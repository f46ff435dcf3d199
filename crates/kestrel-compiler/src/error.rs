//! Compiler error types

use kestrel_parser::ParseError;
use thiserror::Error;

/// Compile error type
#[derive(Error, Debug)]
pub enum CompileError {
    #[error("Parse error: {0}")]
    Parse(#[from] ParseError),

    #[error("Undeclared variable: {0}")]
    UndeclaredVariable(String),

    #[error("Type mismatch: {0}")]
    TypeMismatch(String),

    #[error("Expression must return bool, int, or real, got {0}")]
    InvalidReturnType(String),
}

pub type Result<T> = std::result::Result<T, CompileError>;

********************

What needs to be done: Everything in the data above should be output exactly as it stands.

Solution:
repository f46ff435dcf3d199
filename crates/kestrel-compiler/src/error.rs
//! Compiler error types

use kestrel_parser::ParseError;
use thiserror::Error;

/// Compile error type
#[derive(Error, Debug)]
pub enum CompileError {
    #[error("Parse error: {0}")]
    Parse(#[from] ParseError),

    #[error("Undeclared variable: {0}")]
    UndeclaredVariable(String),

    #[error("Type mismatch: {0}")]
    TypeMismatch(String),

    #[error("Expression must return bool, int, or real, got {0}")]
    InvalidReturnType(String),
}

pub type Result<T> = std::result::Result<T, CompileError>;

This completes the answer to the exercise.